The findings show that SMBs are confident in their disaster preparedness plans. Eighty-two percent of respondents say they are somewhat/very satisfied with their disaster plans, and a similar number (84 percent) say they feel somewhat/very protected in case a disaster strikes.
SMBs also believe their customers will be understanding and patient if there is a disruption to their computer or technology resources. In case of such an outage, only one-third (34 percent) of SMB respondents believe their customers will evaluate other options, including looking at competitors.
However, the practices of SMBs reveal that this confidence is unwarranted. The average SMB has experienced three outages within the past 12 months, with the leading causes being virus or hacker attacks, power outages or natural disasters. This is alarming as almost half report they do not yet have a plan to deal with such disruptions.
The survey found that only one in five (23 percent) SMBs back up daily and an average SMB backs up only 60 percent of their company and customer data. More than half of the SMBs estimate they would lose 40 percent of their data if their computing systems were wiped out in a fire.
SMB customers surveyed estimated the cost of these outages as being $15,000 per day on average. These outages were impactful as well, with 42 percent lasting eight hours or more. One in four customers (26 percent) reported losing important data.

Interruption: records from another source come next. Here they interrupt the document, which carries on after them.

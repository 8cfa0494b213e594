//! Protocol module containing the control message types and the XML line codec.

pub mod codec;
pub mod messages;

pub use codec::{decode_response, encode_request, ProtocolError};
pub use messages::*;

According to the findings, two in five (42 percent) SMB customers have actually switched vendors because they "felt their vendor's computers or technology systems were unreliable." This is a stark contrast to the two-thirds of SMBs who believe their customers would either "wait patiently until our systems were back in place" or call "to get what they could, but would wait patiently for the rest until our systems were back in place." Another side effect of downtime is damage to the company's reputation. Sixty-three percent of the customers reported that downtime damaged their perception of the SMB vendor.
Although 47 percent of SMBs do not have a formal disaster preparedness plan, of those without plans, nearly 89 percent say they will create one within the next six months.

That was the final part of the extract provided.